Hinata bersyukur dengan keadaan kamar yang gelap karena lampu belum dinyalakan. Tidak terlalu gelap juga tapi lumayan untuk menyamarkan rona wajahnya. Pelan, sangat pelan, dia mengangguk. Membuat tanpa sadar jantung mereka berdetak lebih cepat.
Naruto mengembus napas singkat sebelum akhirnya ikut naik ke atas ranjang dan duduk di samping sang istri. Demi Tuhan, dia benci suasana canggung ini.
"Bersikap santai saja dan usahakan kau tetap tenang."
Perkataan Shikamaru terlintas di ingatan Naruto, membuat pria pirang itu jadi sedikit lebih tenang, meski jantungnya masih berdegup cepat. Huft, yang perlu dia lakukan bersikap biasa. Bukankah di malam pertama dia tanpa canggung menyuruh Hinata tidur di sampingnya? Yah, itu pasti berhasil.

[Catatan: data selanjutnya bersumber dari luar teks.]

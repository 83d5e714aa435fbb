use crate::artifacts::ReportedPattern;
use crate::flow::FlowVerifier;
use agora_dataset::GroundTruth;
use agora_types::{RunCounts, RunScores};
use std::collections::HashSet;
use tracing::info;

/// Final-score weights over the five sub-scores.
const WEIGHT_FEATURE_PERFORMANCE: f64 = 0.10;
const WEIGHT_SYNTHETIC_RECALL: f64 = 0.30;
const WEIGHT_PATTERN_PRECISION: f64 = 0.25;
const WEIGHT_NOVELTY_DISCOVERY: f64 = 0.25;
const WEIGHT_PATTERN_PERFORMANCE: f64 = 0.10;

/// Novelty credit is capped at this fraction of the synthetic count.
const NOVELTY_CAP_RATIO: f64 = 0.5;

/// Scoring parameters taken from the tournament configuration snapshot.
#[derive(Debug, Clone, Copy)]
pub struct ScoreParams {
    pub baseline_feature_time_seconds: f64,
    pub baseline_pattern_time_seconds: f64,
    pub feature_time_cap_seconds: f64,
    pub pattern_time_cap_seconds: f64,
}

/// Per-run timing measurements fed into the performance sub-scores.
#[derive(Debug, Clone, Copy)]
pub struct MeasuredTimes {
    pub feature_seconds: f64,
    pub pattern_seconds: f64,
}

pub struct Scorer {
    params: ScoreParams,
}

impl Scorer {
    pub fn new(params: ScoreParams) -> Self {
        Self { params }
    }

    /// Partition reported patterns by flow verification and ground-truth
    /// identity. Exact integer counts; duplicate pattern ids only count once
    /// toward the valid categories, repeats classify as invalid.
    pub fn classify(
        verifier: &FlowVerifier<'_>,
        patterns: &[ReportedPattern],
        ground_truth: &GroundTruth,
    ) -> RunCounts {
        let mut counts = RunCounts {
            patterns_reported: patterns.len() as u32,
            synthetic_expected: ground_truth.expected_count(),
            ..Default::default()
        };

        let mut seen_ids: HashSet<&str> = HashSet::new();
        for pattern in patterns {
            if !verifier.flows_exist(pattern) {
                counts.novelty_invalid += 1;
                continue;
            }
            if !seen_ids.insert(&pattern.pattern_id) {
                counts.novelty_invalid += 1;
                continue;
            }
            if ground_truth.contains(&pattern.pattern_id) {
                counts.synthetic_found += 1;
            } else {
                counts.novelty_valid += 1;
            }
        }

        debug_assert!(counts.synthetic_found <= counts.synthetic_expected);
        debug_assert_eq!(
            counts.patterns_reported,
            counts.synthetic_found + counts.novelty_valid + counts.novelty_invalid
        );
        counts
    }

    /// `clip(r/(1+r), 0, 1)` with `r = baseline / measured`; zero at or past
    /// the hard cap, full marks for instantaneous work.
    fn performance_score(measured: f64, baseline: f64, cap: f64) -> f64 {
        if measured >= cap {
            return 0.0;
        }
        if measured <= 0.0 {
            return 1.0;
        }
        let ratio = baseline / measured;
        (ratio / (1.0 + ratio)).clamp(0.0, 1.0)
    }

    fn synthetic_recall(counts: &RunCounts) -> f64 {
        if counts.synthetic_expected == 0 {
            return 1.0;
        }
        counts.synthetic_found as f64 / counts.synthetic_expected as f64
    }

    fn pattern_precision(counts: &RunCounts) -> f64 {
        if counts.patterns_reported == 0 {
            return 0.0;
        }
        (counts.synthetic_found + counts.novelty_valid) as f64 / counts.patterns_reported as f64
    }

    fn novelty_discovery(counts: &RunCounts) -> f64 {
        let cap = (counts.synthetic_expected as f64 * NOVELTY_CAP_RATIO).floor();
        if cap == 0.0 {
            return 0.0;
        }
        (counts.novelty_valid as f64).min(cap) / cap
    }

    /// Compute the five sub-scores and the gated final score.
    ///
    /// Gate cascade: invalid features score zero outright; a run with no
    /// valid patterns at all earns only the feature-performance sliver;
    /// otherwise the weighted sum applies. Output is clamped to [0, 1] and
    /// deterministic for identical inputs.
    pub fn score(&self, features_valid: bool, counts: &RunCounts, times: &MeasuredTimes) -> RunScores {
        if !features_valid {
            return RunScores::default();
        }

        let feature_performance = Self::performance_score(
            times.feature_seconds,
            self.params.baseline_feature_time_seconds,
            self.params.feature_time_cap_seconds,
        );
        let pattern_performance = Self::performance_score(
            times.pattern_seconds,
            self.params.baseline_pattern_time_seconds,
            self.params.pattern_time_cap_seconds,
        );
        let synthetic_recall = Self::synthetic_recall(counts);
        let pattern_precision = Self::pattern_precision(counts);
        let novelty_discovery = Self::novelty_discovery(counts);

        let final_score = if counts.synthetic_found + counts.novelty_valid == 0 {
            WEIGHT_FEATURE_PERFORMANCE * feature_performance
        } else {
            WEIGHT_FEATURE_PERFORMANCE * feature_performance
                + WEIGHT_SYNTHETIC_RECALL * synthetic_recall
                + WEIGHT_PATTERN_PRECISION * pattern_precision
                + WEIGHT_NOVELTY_DISCOVERY * novelty_discovery
                + WEIGHT_PATTERN_PERFORMANCE * pattern_performance
        };

        let scores = RunScores {
            feature_performance,
            synthetic_recall,
            pattern_precision,
            novelty_discovery,
            pattern_performance,
            final_score: final_score.clamp(0.0, 1.0),
        };

        info!(
            synthetic_found = counts.synthetic_found,
            synthetic_expected = counts.synthetic_expected,
            novelty_valid = counts.novelty_valid,
            novelty_invalid = counts.novelty_invalid,
            final_score = scores.final_score,
            "🎯 run scored"
        );
        scores
    }
}

#[cfg(test)]
mod tests {
    use super::*;
    use crate::schema::PatternType;
    use agora_dataset::{GroundTruthRow, TransferIndex, TransferRow};

    fn params() -> ScoreParams {
        ScoreParams {
            baseline_feature_time_seconds: 15.0,
            baseline_pattern_time_seconds: 50.0,
            feature_time_cap_seconds: 300.0,
            pattern_time_cap_seconds: 600.0,
        }
    }

    fn counts(
        patterns_reported: u32,
        synthetic_found: u32,
        synthetic_expected: u32,
        novelty_valid: u32,
        novelty_invalid: u32,
    ) -> RunCounts {
        RunCounts {
            patterns_reported,
            synthetic_found,
            synthetic_expected,
            novelty_valid,
            novelty_invalid,
        }
    }

    /// E=150, found=142, novelty=25, invalid=13, R=180, 12.3s against a
    /// 15.0s feature baseline, 45.2s against a 50.0s pattern baseline.
    #[test]
    fn test_reference_scenario() {
        let scorer = Scorer::new(params());
        let scores = scorer.score(
            true,
            &counts(180, 142, 150, 25, 13),
            &MeasuredTimes {
                feature_seconds: 12.3,
                pattern_seconds: 45.2,
            },
        );

        assert!((scores.feature_performance - 0.549).abs() < 0.001);
        assert!((scores.synthetic_recall - 0.9467).abs() < 0.001);
        assert!((scores.pattern_precision - 0.9278).abs() < 0.001);
        assert!((scores.novelty_discovery - 25.0 / 75.0).abs() < 0.0001);
        assert!((scores.pattern_performance - 0.5252).abs() < 0.001);
        assert!((scores.final_score - 0.707).abs() < 0.001);
    }

    #[test]
    fn test_invalid_features_scores_zero() {
        let scorer = Scorer::new(params());
        let scores = scorer.score(
            false,
            &counts(180, 142, 150, 25, 13),
            &MeasuredTimes {
                feature_seconds: 1.0,
                pattern_seconds: 1.0,
            },
        );
        assert_eq!(scores.final_score, 0.0);
        assert_eq!(scores.synthetic_recall, 0.0);
    }

    #[test]
    fn test_no_valid_patterns_earns_feature_sliver_only() {
        let scorer = Scorer::new(params());
        let scores = scorer.score(
            true,
            &counts(10, 0, 150, 0, 10),
            &MeasuredTimes {
                feature_seconds: 12.3,
                pattern_seconds: 45.2,
            },
        );
        assert!((scores.final_score - 0.10 * scores.feature_performance).abs() < 1e-12);
    }

    #[test]
    fn test_zero_reported_boundaries() {
        let scorer = Scorer::new(params());
        let scores = scorer.score(
            true,
            &counts(0, 0, 150, 0, 0),
            &MeasuredTimes {
                feature_seconds: 10.0,
                pattern_seconds: 10.0,
            },
        );
        assert_eq!(scores.pattern_precision, 0.0);
        assert_eq!(scores.novelty_discovery, 0.0);
        assert!((scores.final_score - 0.10 * scores.feature_performance).abs() < 1e-12);
    }

    #[test]
    fn test_zero_expected_boundaries() {
        let scorer = Scorer::new(params());
        // E = 0: recall defined as 1, novelty cap floor(0 * 0.5) = 0 so
        // discovery is 0.
        let scores = scorer.score(
            true,
            &counts(5, 0, 0, 5, 0),
            &MeasuredTimes {
                feature_seconds: 10.0,
                pattern_seconds: 10.0,
            },
        );
        assert_eq!(scores.synthetic_recall, 1.0);
        assert_eq!(scores.novelty_discovery, 0.0);
        assert_eq!(scores.pattern_precision, 1.0);
    }

    #[test]
    fn test_time_at_cap_zeroes_performance() {
        let scorer = Scorer::new(params());
        let scores = scorer.score(
            true,
            &counts(10, 5, 10, 2, 3),
            &MeasuredTimes {
                feature_seconds: 300.0,
                pattern_seconds: 600.0,
            },
        );
        assert_eq!(scores.feature_performance, 0.0);
        assert_eq!(scores.pattern_performance, 0.0);
    }

    #[test]
    fn test_novelty_capped_at_half_expected() {
        let scorer = Scorer::new(params());
        // 100 valid novelties against E=10: cap is 5, score saturates at 1.
        let scores = scorer.score(
            true,
            &counts(110, 10, 10, 100, 0),
            &MeasuredTimes {
                feature_seconds: 10.0,
                pattern_seconds: 10.0,
            },
        );
        assert_eq!(scores.novelty_discovery, 1.0);
    }

    #[test]
    fn test_score_in_unit_interval_and_deterministic() {
        let scorer = Scorer::new(params());
        let c = counts(180, 142, 150, 25, 13);
        let t = MeasuredTimes {
            feature_seconds: 12.3,
            pattern_seconds: 45.2,
        };
        let a = scorer.score(true, &c, &t);
        let b = scorer.score(true, &c, &t);
        // Bit-identical on identical inputs.
        assert_eq!(a, b);
        assert!((0.0..=1.0).contains(&a.final_score));
    }

    fn reported(id: &str, path: &[&str]) -> ReportedPattern {
        ReportedPattern {
            pattern_id: id.to_string(),
            pattern_type: Some(PatternType::Cycle),
            address_path: path.iter().map(|s| s.to_string()).collect(),
            hop_timestamps: None,
            structurally_valid: true,
        }
    }

    #[test]
    fn test_classification_partitions() {
        let index = TransferIndex::from_rows([
            TransferRow {
                from_address: "a".into(),
                to_address: "b".into(),
                asset: String::new(),
                amount: 0.0,
                block_time: 1,
            },
            TransferRow {
                from_address: "b".into(),
                to_address: "c".into(),
                asset: String::new(),
                amount: 0.0,
                block_time: 2,
            },
        ]);
        let verifier = FlowVerifier::new(&index);
        let ground_truth = GroundTruth::from_rows([GroundTruthRow {
            pattern_id: "gt-1".into(),
            pattern_type: "cycle".into(),
            address: "a".into(),
        }]);

        let patterns = vec![
            reported("gt-1", &["a", "b"]),   // synthetic, flows ok
            reported("nov-1", &["b", "c"]),  // novelty, flows ok
            reported("fake", &["c", "a"]),   // flows missing -> invalid
            reported("nov-1", &["a", "b"]),  // duplicate id -> invalid
        ];

        let counts = Scorer::classify(&verifier, &patterns, &ground_truth);
        assert_eq!(counts.patterns_reported, 4);
        assert_eq!(counts.synthetic_found, 1);
        assert_eq!(counts.synthetic_expected, 1);
        assert_eq!(counts.novelty_valid, 1);
        assert_eq!(counts.novelty_invalid, 2);
        assert_eq!(
            counts.patterns_reported,
            counts.synthetic_found + counts.novelty_valid + counts.novelty_invalid
        );
    }
}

Setelah mengembus napas lagi, Naruto menaruh ponselnya di nakas samping ranjang. "Sudah malam, lebih baik kita tidur," ucapnya dengan nada bicara yang santai luar biasa.

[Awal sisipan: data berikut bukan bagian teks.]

/*!
# Agora Store

Persistent, transactional state for tournaments: the four entity tables
(tournaments, submissions, evaluation runs, tournament results) plus the
durable job queue that drives the orchestrator.

Layering follows the storage crate of the teacher stack: a `StoreBackend`
trait with an in-memory backend for tests/dev and a RocksDB backend behind
the `rocksdb` feature, wrapped by `TournamentStore`, which owns every
invariant the spec pins to the store layer:

- epoch numbers are unique across tournaments;
- at most one tournament is in a non-terminal status;
- status transitions follow the lifecycle graphs;
- `(submission_id, epoch_number)` identifies at most one run;
- `(tournament_id, participant_id)` identifies at most one result;
- ranking writes commit atomically, all-or-nothing.
*/

pub mod backend;
pub mod error;
pub mod memory;
pub mod queue;
#[cfg(feature = "rocksdb")]
pub mod rocks;
pub mod store;

pub use backend::{StoreBackend, StoreStats};
pub use error::StoreError;
pub use memory::MemoryBackend;
pub use queue::{Job, JobId, JobKind, JobQueue, JobStatus};
#[cfg(feature = "rocksdb")]
pub use rocks::RocksBackend;
pub use store::TournamentStore;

"Eh, ugh i-iya." Hinata yang mendengarnya pun tanpa sadar ikut berbaring di samping Naruto. Memaksa diri untuk bersikap biasa seperti layaknya sang suami.

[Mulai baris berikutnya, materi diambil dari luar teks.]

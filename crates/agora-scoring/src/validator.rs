use crate::artifacts::{csv_reader, split_list, ReportedPattern};
use crate::error::{Result, ScoringError};
use crate::schema::{FeatureSchema, PatternType};
use std::collections::HashSet;
use std::path::Path;
use tracing::{debug, warn};

const FEATURES_FILE: &str = "features.csv";
const PATTERNS_FILE: &str = "patterns.csv";

/// Result of validating one run's output directory.
#[derive(Debug)]
pub struct ValidationOutcome {
    /// The hard gate: false forces a zero final score and disqualifies the
    /// submission.
    pub features_valid: bool,
    /// Human-readable reason when the gate failed.
    pub invalid_reason: Option<String>,
    /// Parsed pattern rows, including structurally invalid ones.
    pub patterns: Vec<ReportedPattern>,
}

impl ValidationOutcome {
    fn invalid(reason: impl Into<String>) -> Self {
        Self {
            features_valid: false,
            invalid_reason: Some(reason.into()),
            patterns: Vec::new(),
        }
    }
}

/// Validates the two artifacts a payload must produce.
///
/// File-level defects (missing artifact, unreadable CSV, schema violations in
/// features) fail the hard gate. Row-level defects in patterns mark only that
/// row structurally invalid; classification counts it as an invalid pattern.
pub struct OutputValidator {
    schema: FeatureSchema,
}

impl Default for OutputValidator {
    fn default() -> Self {
        Self {
            schema: FeatureSchema::default(),
        }
    }
}

impl OutputValidator {
    pub fn new(schema: FeatureSchema) -> Self {
        Self { schema }
    }

    pub fn validate(&self, output_dir: &Path) -> Result<ValidationOutcome> {
        let feature_addresses = match self.validate_features(&output_dir.join(FEATURES_FILE)) {
            Ok(addresses) => addresses,
            Err(ValidationFailure::Gate(reason)) => {
                warn!(reason = %reason, "features artifact failed the schema gate");
                return Ok(ValidationOutcome::invalid(reason));
            }
            Err(ValidationFailure::Fatal(e)) => return Err(e),
        };

        let patterns = match self.parse_patterns(&output_dir.join(PATTERNS_FILE), &feature_addresses)
        {
            Ok(patterns) => patterns,
            Err(ValidationFailure::Gate(reason)) => {
                warn!(reason = %reason, "patterns artifact failed the schema gate");
                return Ok(ValidationOutcome::invalid(reason));
            }
            Err(ValidationFailure::Fatal(e)) => return Err(e),
        };

        debug!(
            addresses = feature_addresses.len(),
            patterns = patterns.len(),
            "output artifacts validated"
        );
        Ok(ValidationOutcome {
            features_valid: true,
            invalid_reason: None,
            patterns,
        })
    }

    /// Feature gate: declared columns present with correct element types,
    /// non-empty table, non-null and duplicate-free primary keys. Returns the
    /// primary-key set for the pattern cross-check.
    fn validate_features(
        &self,
        path: &Path,
    ) -> std::result::Result<HashSet<String>, ValidationFailure> {
        let mut reader = gate_reader(path)?;

        let headers = reader
            .headers()
            .map_err(|e| ValidationFailure::Gate(format!("unreadable features header: {e}")))?
            .clone();

        let column_index = |name: &str| headers.iter().position(|h| h == name);

        let Some(pk_idx) = column_index(FeatureSchema::PRIMARY_KEY) else {
            return Err(ValidationFailure::Gate(
                "features missing 'address' column".to_string(),
            ));
        };

        let mut declared_indices = Vec::with_capacity(self.schema.columns.len());
        for (name, kind) in self.schema.declared() {
            match column_index(name) {
                Some(idx) => declared_indices.push((name.to_string(), kind, idx)),
                None => {
                    return Err(ValidationFailure::Gate(format!(
                        "features missing declared column '{name}'"
                    )))
                }
            }
        }

        let mut addresses = HashSet::new();
        for (row_number, record) in reader.records().enumerate() {
            let record = record
                .map_err(|e| ValidationFailure::Gate(format!("malformed features row: {e}")))?;

            let address = record.get(pk_idx).unwrap_or("").trim();
            if address.is_empty() {
                return Err(ValidationFailure::Gate(format!(
                    "null primary key at features row {}",
                    row_number + 1
                )));
            }
            if !addresses.insert(address.to_string()) {
                return Err(ValidationFailure::Gate(format!(
                    "duplicate primary key '{address}'"
                )));
            }

            for (name, kind, idx) in &declared_indices {
                let raw = record.get(*idx).unwrap_or("");
                if !kind.accepts(raw) {
                    return Err(ValidationFailure::Gate(format!(
                        "column '{name}' has non-{kind:?} value '{raw}' at row {}",
                        row_number + 1
                    )));
                }
            }
        }

        if addresses.is_empty() {
            return Err(ValidationFailure::Gate("features table is empty".to_string()));
        }

        Ok(addresses)
    }

    /// Parse pattern rows. The file itself must exist and be readable CSV
    /// with the required columns; individual rows degrade to structurally
    /// invalid instead of failing the gate.
    fn parse_patterns(
        &self,
        path: &Path,
        feature_addresses: &HashSet<String>,
    ) -> std::result::Result<Vec<ReportedPattern>, ValidationFailure> {
        let mut reader = gate_reader(path)?;

        let headers = reader
            .headers()
            .map_err(|e| ValidationFailure::Gate(format!("unreadable patterns header: {e}")))?
            .clone();
        let column_index = |name: &str| headers.iter().position(|h| h == name);

        let (Some(id_idx), Some(type_idx), Some(path_idx)) = (
            column_index("pattern_id"),
            column_index("pattern_type"),
            column_index("address_path"),
        ) else {
            return Err(ValidationFailure::Gate(
                "patterns missing required columns (pattern_id, pattern_type, address_path)"
                    .to_string(),
            ));
        };
        let hops_idx = column_index("hop_timestamps");

        let mut patterns = Vec::new();
        for record in reader.records() {
            let record = record
                .map_err(|e| ValidationFailure::Gate(format!("malformed patterns row: {e}")))?;

            let pattern_id = record.get(id_idx).unwrap_or("").trim().to_string();
            let pattern_type = record
                .get(type_idx)
                .unwrap_or("")
                .trim()
                .parse::<PatternType>()
                .ok();
            let address_path = split_list(record.get(path_idx).unwrap_or(""));

            let hop_timestamps = hops_idx
                .and_then(|idx| record.get(idx))
                .filter(|raw| !raw.trim().is_empty())
                .map(|raw| {
                    split_list(raw)
                        .iter()
                        .map(|s| s.parse::<i64>())
                        .collect::<std::result::Result<Vec<i64>, _>>()
                });

            // hop_timestamps, when present, must parse and have exactly one
            // entry per hop.
            let (hop_timestamps, hops_ok) = match hop_timestamps {
                None => (None, true),
                Some(Ok(times)) => {
                    let ok = times.len() + 1 == address_path.len();
                    (Some(times), ok)
                }
                Some(Err(_)) => (None, false),
            };

            let structurally_valid = !pattern_id.is_empty()
                && pattern_type.is_some()
                && address_path.len() >= 2
                && hops_ok
                && address_path
                    .iter()
                    .all(|addr| feature_addresses.contains(addr));

            patterns.push(ReportedPattern {
                pattern_id,
                pattern_type,
                address_path,
                hop_timestamps,
                structurally_valid,
            });
        }

        Ok(patterns)
    }
}

enum ValidationFailure {
    /// Output fails the schema gate; the run scores zero.
    Gate(String),
    /// Host-side problem unrelated to the payload's output.
    Fatal(ScoringError),
}

fn gate_reader(path: &Path) -> std::result::Result<csv::Reader<std::fs::File>, ValidationFailure> {
    match csv_reader(path) {
        Ok(reader) => Ok(reader),
        Err(ScoringError::ArtifactMissing(p)) => Err(ValidationFailure::Gate(format!(
            "required artifact missing: {}",
            p.display()
        ))),
        Err(ScoringError::Csv { path, source }) => Err(ValidationFailure::Gate(format!(
            "unreadable csv {}: {source}",
            path.display()
        ))),
        Err(e) => Err(ValidationFailure::Fatal(e)),
    }
}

Keheningan kembali terjadi saat mereka berbaring tanpa suara. Tatapan mereka mengarah lurus ke plafon kamar, mencoba mencari kenyamanan yang entah kenapa selalu ada di antara mereka.
"Hinata?"
"Ya?"
"Tidurlah."
"Uh-uhm."
".…"
"…."
"Hinata,"
"Ya?"
"…."
"…."
"Oyasuminasai."
"O-oya-oyasuminasai, Na-naruto."
"…."
"…."
Dan kedua pasang mata itu terpejam hingga terbawa alam bawa sadar. Keheningan semakin terasa, tapi tidak ada lagi kecanggungan. Suara angin yang terdengar dari luar menjadi backsound malam yang damai dan membawa malam semakin larut.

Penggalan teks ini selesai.